Manufacturing operations is the structure and system that produces a product that can be sold to a customer. The process includes assessing what customers want, obtaining materials and manufacturing a product. It also involves the steps to deliver products and maintain inventory.
Key Takeaways
- Manufacturing operations management can help your company reduce waste, make better products and increase customer satisfaction and profits.
- Companies that excel at managing manufacturing operations collect and use data well. They standardize vital procedures and make decisions based on continually monitored key performance indicators (KPIs).
- Manufacturing operations management software can help companies improve processes and products while increasing efficiencies and profits.
What Is Manufacturing Operations Management (MOM)?

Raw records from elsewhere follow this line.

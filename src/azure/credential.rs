//! Bearer token acquisition.
//!
//! The lookup only needs "give me a token for ARM"; [`TokenProvider`] hides
//! whether it comes from the azure_identity credential chain or from a token
//! handed in through the environment.

use crate::config::{ACCESS_TOKEN_ENV, ARM_SCOPE};
use crate::error::{AsgError, AsgResult, TransportError};
use async_trait::async_trait;
use azure_core::auth::TokenCredential;
use azure_identity::DefaultAzureCredential;
use std::sync::Arc;

#[async_trait]
pub trait TokenProvider: Send + Sync {
    /// Return a bearer token valid for ARM calls.
    async fn bearer_token(&self) -> Result<String, TransportError>;
}

/// DefaultAzureCredential chain: environment, managed identity, az cli.
pub struct AzureIdentityProvider {
    credential: Arc<dyn TokenCredential>,
    scope: String,
}

impl AzureIdentityProvider {
    /// Building the chain does not contact Azure; a missing credential
    /// shows up on the first [`TokenProvider::bearer_token`] call.
    pub fn new() -> AzureIdentityProvider {
        AzureIdentityProvider {
            credential: Arc::new(DefaultAzureCredential::default()),
            scope: ARM_SCOPE.to_string(),
        }
    }
}

impl Default for AzureIdentityProvider {
    fn default() -> Self {
        Self::new()
    }
}

#[async_trait]
impl TokenProvider for AzureIdentityProvider {
    async fn bearer_token(&self) -> Result<String, TransportError> {
        let token = self
            .credential
            .get_token(&[self.scope.as_str()])
            .await
            .map_err(|e| TransportError::Token(e.to_string()))?;
        Ok(token.token.secret().to_string())
    }
}

/// Fixed token, used when `AZURE_ACCESS_TOKEN` is set and in tests.
pub struct StaticTokenProvider {
    token: String,
}

impl StaticTokenProvider {
    pub fn new(token: &str) -> StaticTokenProvider {
        StaticTokenProvider {
            token: token.to_string(),
        }
    }
}

#[async_trait]
impl TokenProvider for StaticTokenProvider {
    async fn bearer_token(&self) -> Result<String, TransportError> {
        if self.token.is_empty() {
            return Err(TransportError::Token("static token is empty".to_string()));
        }
        Ok(self.token.clone())
    }
}

/// Pick the token provider for this process.
pub fn provider_from_env() -> Arc<dyn TokenProvider> {
    match std::env::var(ACCESS_TOKEN_ENV) {
        Ok(token) if !token.is_empty() => {
            log::info!("Using bearer token from {ACCESS_TOKEN_ENV}");
            Arc::new(StaticTokenProvider::new(&token))
        }
        _ => {
            log::info!("Using azure_identity default credential chain");
            Arc::new(AzureIdentityProvider::new())
        }
    }
}

/// Fetch one token up front so a bad credential fails before any listing.
pub async fn authenticate(provider: &dyn TokenProvider) -> AsgResult<()> {
    provider
        .bearer_token()
        .await
        .map(|_| log::info!("Credential acquired"))
        .map_err(|e| AsgError::AuthFailure(e.to_string()))
}
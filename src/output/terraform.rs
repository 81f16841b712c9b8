//! Terraform fragment output for ASG records.
//!
//! One file per subscription:
//!
//! ```text
//! asgs = [
//!   {
//!     asgName           = "asg1"
//!     resourceGroupName = "rg1"
//!   },
//! ]
//! ```

use crate::error::{AsgError, AsgResult};
use crate::models::Asg;
use std::fs::File;
use std::io::{self, BufWriter, Write};
use std::path::{Path, PathBuf};

/// File name for a subscription: lowercase, spaces and path separators to `-`.
pub fn fragment_file_name(display_name: &str) -> String {
    let name: String = display_name
        .chars()
        .map(|c| match c {
            ' ' | '/' | '\\' => '-',
            _ => c,
        })
        .collect();
    format!("{}.tf", name.to_lowercase())
}

/// Escape a value for use inside an HCL double quoted string.
pub fn escape_hcl(value: &str) -> String {
    let mut out = String::with_capacity(value.len());
    let mut chars = value.chars().peekable();
    while let Some(c) = chars.next() {
        match c {
            '\\' => out.push_str("\\\\"),
            '"' => out.push_str("\\\""),
            '\n' => out.push_str("\\n"),
            '\r' => out.push_str("\\r"),
            '\t' => out.push_str("\\t"),
            // `${` and `%{` start interpolation / directives
            '$' | '%' if chars.peek() == Some(&'{') => {
                out.push(c);
                out.push(c);
            }
            _ => out.push(c),
        }
    }
    out
}

/// One list element.
pub fn render_block(asg: &Asg) -> String {
    format!(
        "  {{\n    asgName           = \"{name}\"\n    resourceGroupName = \"{rg}\"\n  }},\n",
        name = escape_hcl(&asg.asg_name),
        rg = escape_hcl(&asg.resource_group_name),
    )
}

fn write_asgs<W: Write>(writer: &mut W, asgs: &[Asg]) -> io::Result<()> {
    writeln!(writer, "asgs = [")?;
    for asg in asgs {
        writer.write_all(render_block(asg).as_bytes())?;
    }
    writeln!(writer, "]")?;
    writer.flush()
}

/// Write the ASGs of one subscription to `target_dir`.
///
/// Returns the written path, or `None` when `asgs` is empty and no file was
/// created. An existing file is truncated. A failed write can leave a
/// partial file behind.
pub fn write_fragment(
    display_name: &str,
    asgs: &[Asg],
    target_dir: &Path,
) -> AsgResult<Option<PathBuf>> {
    if asgs.is_empty() {
        log::info!("No ASGs in {display_name}, skip writing file");
        return Ok(None);
    }

    let path = target_dir.join(fragment_file_name(display_name));
    let file = File::create(&path).map_err(|e| AsgError::io(path.clone(), e))?;
    let mut writer = BufWriter::new(file);
    write_asgs(&mut writer, asgs).map_err(|e| AsgError::io(path.clone(), e))?;

    log::info!("Wrote {} ASGs to {}", asgs.len(), path.display());
    Ok(Some(path))
}
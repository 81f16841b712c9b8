//! Subscription and ASG lookups.

use super::arm::ArmClient;
use super::pager::collect_all;
use crate::error::AsgResult;
use crate::models::{Asg, RawAsg, Subscription};
use async_trait::async_trait;

/// Where subscriptions and their ASGs come from.
#[async_trait]
pub trait AsgInventory: Sync {
    /// Every subscription the credential can see, unfiltered.
    async fn list_subscriptions(&self) -> AsgResult<Vec<Subscription>>;

    /// Every ASG in the subscription.
    async fn list_asgs(&self, subscription: &Subscription) -> AsgResult<Vec<Asg>>;
}

#[async_trait]
impl AsgInventory for ArmClient {
    async fn list_subscriptions(&self) -> AsgResult<Vec<Subscription>> {
        let listing = self.listing::<Subscription>(self.subscriptions_url());
        collect_all(&listing, "subscriptions").await
    }

    async fn list_asgs(&self, subscription: &Subscription) -> AsgResult<Vec<Asg>> {
        let listing = self.listing::<RawAsg>(self.asgs_url(&subscription.subscription_id));
        let raw = collect_all(&listing, &format!("ASGs in {}", subscription.display_name)).await?;

        raw.into_iter().map(Asg::try_from).collect()
    }
}
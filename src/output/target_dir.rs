//! Output directory handling.

use crate::error::{AsgError, AsgResult};
use std::path::Path;

/// Make sure `path` is a directory, creating it and its parents if missing.
pub fn ensure_dir(path: &Path) -> AsgResult<()> {
    match std::fs::metadata(path) {
        Ok(meta) if meta.is_dir() => Ok(()),
        Ok(_) => Err(AsgError::DirectoryConflict(path.to_path_buf())),
        Err(e) if e.kind() == std::io::ErrorKind::NotFound => {
            log::info!("Creating target directory {}", path.display());
            std::fs::create_dir_all(path).map_err(|e| AsgError::io(path, e))
        }
        Err(e) => Err(AsgError::io(path, e)),
    }
}

#[cfg(test)]
mod tests {
    use super::*;

    #[test]
    fn test_ensure_dir_creates_nested() {
        let dir = tempfile::tempdir().expect("Failed to create temp dir");
        let target = dir.path().join("a").join("tf-files");
        ensure_dir(&target).expect("create");
        assert!(target.is_dir());
        // second call on an existing directory is fine
        ensure_dir(&target).expect("existing");
    }

    #[test]
    fn test_ensure_dir_file_conflict() {
        let dir = tempfile::tempdir().expect("Failed to create temp dir");
        let file = dir.path().join("tf-files");
        std::fs::write(&file, "not a dir").unwrap();
        let err = ensure_dir(&file).unwrap_err();
        assert!(matches!(err, AsgError::DirectoryConflict(p) if p == file));
    }
}
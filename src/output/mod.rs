//! Output of ASG lookup results.
//!
//! - [`target_dir`] - Output directory preparation
//! - [`terraform`] - Terraform fragment files
//! - [`report`] - Terminal report with colors

mod report;
mod target_dir;
mod terraform;

pub use report::{format_summary, format_unmatched, print_report};
pub use target_dir::ensure_dir;
pub use terraform::{escape_hcl, fragment_file_name, render_block, write_fragment};
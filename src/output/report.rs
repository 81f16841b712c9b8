//! End of run terminal report.

use crate::LookupReport;
use colored::Colorize;

/// Quoted so empty and whitespace padded IDs stay visible.
fn quote(value: &str) -> String {
    format!("\"{value}\"")
}

/// Text listing the requested IDs that matched no subscription, `None` if all matched.
pub fn format_unmatched(unmatched: &[String]) -> Option<String> {
    if unmatched.is_empty() {
        return None;
    }
    let lines: Vec<String> = unmatched.iter().map(|id| format!("  {}", quote(id))).collect();
    Some(format!(
        "The following subscriptions were not found:\n{}",
        lines.join("\n")
    ))
}

/// One line summary of the run.
pub fn format_summary(report: &LookupReport) -> String {
    format!(
        "files_written={} skipped_no_asgs={} failed={} not_found={}",
        report.written.len(),
        report.skipped.len(),
        report.failed.len(),
        report.unmatched.len()
    )
}

/// Print the report to stdout.
pub fn print_report(report: &LookupReport) {
    for path in &report.written {
        println!("{} {}", "wrote".green(), path.display());
    }
    for (sub, err) in &report.failed {
        println!("{} {sub}: {err}", "FAILED".on_red());
    }
    if let Some(text) = format_unmatched(&report.unmatched) {
        println!("{}", text.yellow());
    }
    log::info!("{}", format_summary(report));
}
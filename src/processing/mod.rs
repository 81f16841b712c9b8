//! Subscription selection logic.
//!
//! - [`matcher`] - Matching requested IDs against visible subscriptions

mod matcher;

// Re-export public functions
pub use matcher::{find_matches, MatchResult};
//! Reconcile requested subscription IDs with the subscriptions we can see.

use crate::models::Subscription;
use std::collections::HashSet;

/// Outcome of [`find_matches`].
#[derive(Debug, Default, Clone, PartialEq, Eq)]
pub struct MatchResult {
    /// Requested subscriptions that exist, in the order of `available`.
    pub matched: Vec<Subscription>,
    /// Requested IDs that do not exist, in request order.
    pub unmatched: Vec<String>,
}

/// Split the comma separated `requested` list and partition it against `available`.
///
/// Tokens are compared verbatim: `" sub1"` does not match `"sub1"`, and an
/// empty `requested` yields a single unmatched `""`. An ID requested twice
/// is matched twice.
pub fn find_matches(available: &[Subscription], requested: &str) -> MatchResult {
    let known: HashSet<&str> = available
        .iter()
        .map(|s| s.subscription_id.as_str())
        .collect();

    let mut found: Vec<&str> = Vec::new();
    let mut unmatched: Vec<String> = Vec::new();
    for token in requested.split(',') {
        if known.contains(token) {
            found.push(token);
        } else {
            unmatched.push(token.to_string());
        }
    }

    let matched = available
        .iter()
        .flat_map(|sub| {
            found
                .iter()
                .filter(move |id| **id == sub.subscription_id)
                .map(move |_| sub.clone())
        })
        .collect();

    MatchResult { matched, unmatched }
}
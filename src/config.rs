//! Runtime configuration and constants.

use crate::error::{AsgError, AsgResult};
use clap::Parser;
use std::path::PathBuf;

/// Directory the Terraform files are written to when none is given.
pub const DEFAULT_TARGET_DIR: &str = "tf-files";

/// Azure Resource Manager endpoint for the public cloud.
pub const ARM_ENDPOINT: &str = "https://management.azure.com";

/// Token scope for ARM calls.
pub const ARM_SCOPE: &str = "https://management.azure.com/.default";

pub const SUBSCRIPTIONS_API_VERSION: &str = "2022-12-01";
pub const NETWORK_API_VERSION: &str = "2023-09-01";

/// Env var holding a pre-fetched bearer token, skips the azure_identity chain.
pub const ACCESS_TOKEN_ENV: &str = "AZURE_ACCESS_TOKEN";

/// Lists all ASGs in the given subscriptions and writes one Terraform file per subscription.
#[derive(Parser, Debug, Clone)]
#[command(name = "asg-lookup", version)]
pub struct Args {
    /// Comma-separated list of subscription IDs to query for ASGs.
    #[arg(long = "subscriptionsIds", env = "ASG_SUBSCRIPTION_IDS")]
    pub subscriptions_ids: String,

    /// Directory to output the Terraform files.
    #[arg(long = "targetDir", env = "ASG_TARGET_DIR", default_value = DEFAULT_TARGET_DIR)]
    pub target_dir: PathBuf,

    /// Keep going with the remaining subscriptions when one fails.
    #[arg(
        long,
        env = "ASG_CONTINUE_ON_ERROR",
        action = clap::ArgAction::SetTrue,
        value_parser = clap::builder::BoolishValueParser::new()
    )]
    pub continue_on_error: bool,

    /// Azure Resource Manager base url.
    #[arg(long, env = "ARM_ENDPOINT", default_value = ARM_ENDPOINT)]
    pub arm_endpoint: String,
}

/// What the driver does when a single subscription fails.
#[derive(Debug, Clone, Copy, PartialEq, Eq, Default)]
pub enum FailurePolicy {
    /// Stop the run on the first error.
    #[default]
    Abort,
    /// Record the failure and continue with the next subscription.
    Continue,
}

#[derive(Debug, Clone)]
pub struct Config {
    pub requested_ids: String,
    pub target_dir: PathBuf,
    pub failure_policy: FailurePolicy,
    pub arm_endpoint: String,
}

impl Config {
    pub fn from_args(args: Args) -> AsgResult<Config> {
        let arm_endpoint = args.arm_endpoint.trim_end_matches('/').to_string();
        if !arm_endpoint.starts_with("http://") && !arm_endpoint.starts_with("https://") {
            return Err(AsgError::Config(format!(
                "arm endpoint must be an http(s) url, got '{}'",
                args.arm_endpoint
            )));
        }
        if args.target_dir.as_os_str().is_empty() {
            return Err(AsgError::Config("target directory is empty".to_string()));
        }

        Ok(Config {
            requested_ids: args.subscriptions_ids,
            target_dir: args.target_dir,
            failure_policy: if args.continue_on_error {
                FailurePolicy::Continue
            } else {
                FailurePolicy::Abort
            },
            arm_endpoint,
        })
    }
}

Manufacturing operations management (MOM) refers to the work of supervising and optimizing production processes. The ultimate goal of MOM is to make the best products at the lowest cost as quickly and efficiently as possible.
Manufacturing operations management includes activities that improve production, inventory and staffing processes in manufacturing firms. People who perform manufacturing operations management use computerized systems and software. Sometimes, the “MOM” acronym refers to those systems.
Here are the main areas of manufacturing operations management and processes and software that can help.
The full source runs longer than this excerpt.